-- Your goal --
Which lines of the entries below run from the one holding "runs the script" to the one holding "let mut element", inclusive? Set down exactly those lines and no others.

[The records Boundary: Start]

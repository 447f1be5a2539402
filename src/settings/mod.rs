//! Plugin Settings
//!
//! The extension to grammar mapping table: schema and validation, the
//! swappable store, persistence, and the editable draft used by the
//! settings surface.

pub mod draft;
pub mod persistence;
pub mod schema;
pub mod store;

pub use draft::{DraftError, SettingsDraft};
pub use persistence::{ConfigPersistence, ConfigWatcher, FileConfigPersistence};
pub use schema::{LanguageMapping, PluginConfig, UNKNOWN_GRAMMAR, validate};
pub use store::ConfigStore;
use code_embed::dom::Element;
use code_embed::embed::EmbedSelector;
use code_embed::embed::resolver::resolve;
use code_embed::host::FileRef;
use code_embed::markdown::render_document;
use criterion::{BenchmarkId, Criterion, Throughput, criterion_group, criterion_main};
use std::hint::black_box;

/// Vault listing with `count` files spread over a few directories
fn generate_vault(count: usize) -> Vec<FileRef> {
    let extensions = ["py", "rs", "md", "shader", "json"];
    (0..count)
        .map(|i| {
            FileRef::new(format!(
                "area{}/project{}/file{}.{}",
                i % 7,
                i % 31,
                i,
                extensions[i % extensions.len()]
            ))
        })
        .collect()
}

/// Markdown note with `count` wiki embeds between paragraphs of prose
fn generate_note(count: usize) -> String {
    let mut note = String::from("# Notes\n\n");
    for i in 0..count {
        note.push_str(&format!(
            "Step {} runs the script below.\n\n![[scripts/step{}.py]]\n\n",
            i, i
        ));
    }
    note
}

fn bench_selector(c: &mut Criterion) {
    let mut group = c.benchmark_group("selector");
    let extensions: Vec<String> = (0..20).map(|i| format!("ext{i}")).collect();
    let selector = EmbedSelector::build(&extensions);

    let mut element = Element::new("span");
    element.set_attr("src", "deep/path/to/some/file.ext19");

    group.bench_function("match_last_extension", |b| {
        b.iter(|| code_embed::dom::Matcher::matches(&selector, black_box(&element)))
    });
    group.bench_function("build_20", |b| {
        b.iter(|| EmbedSelector::build(black_box(&extensions)))
    });
    group.bench_function("to_css_20", |b| b.iter(|| black_box(&selector).to_css()));
    group.finish();
}

fn bench_resolver(c: &mut Criterion) {
    let mut group = c.benchmark_group("resolver");
    let active = FileRef::new("area3/project3/notes.md");

    for size in [100, 1_000, 10_000] {
        let files = generate_vault(size);
        group.throughput(Throughput::Elements(size as u64));

        // Exact match fails, the suffix scan finds the last file
        let reference = format!("file{}.json", size - 1);
        group.bench_with_input(BenchmarkId::new("suffix_fallback", size), &files, |b, files| {
            b.iter(|| resolve(black_box(&reference), &active, files))
        });

        group.bench_with_input(BenchmarkId::new("not_found", size), &files, |b, files| {
            b.iter(|| resolve(black_box("missing.py"), &active, files))
        });
    }
    group.finish();
}

fn bench_markdown(c: &mut Criterion) {
    let mut group = c.benchmark_group("markdown");
    for count in [10, 100] {
        let note = generate_note(count);
        group.throughput(Throughput::Bytes(note.len() as u64));
        group.bench_with_input(BenchmarkId::new("render_embeds", count), &note, |b, note| {
            b.iter(|| render_document(black_box(note)))
        });
    }
    group.finish();
}

criterion_group!(benches, bench_selector, bench_resolver, bench_markdown);
criterion_main!(benches);
use anyhow::Result;
use code_embed::Config;

#[tokio::main(flavor = "current_thread")]
async fn main() -> Result<()> {
    // Parse configuration from command line
    let config = Config::from_args_and_env()?;

    env_logger::Builder::from_env(env_logger::Env::default().default_filter_or(&config.log_level))
        .init();

    code_embed::cli::run(config).await
}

[The records Boundary: End]

-- Response for this exercise --
            "Step {} runs the script below.\n\n![[scripts/step{}.py]]\n\n",
            i, i
        ));
    }
    note
}

fn bench_selector(c: &mut Criterion) {
    let mut group = c.benchmark_group("selector");
    let extensions: Vec<String> = (0..20).map(|i| format!("ext{i}")).collect();
    let selector = EmbedSelector::build(&extensions);

    let mut element = Element::new("span");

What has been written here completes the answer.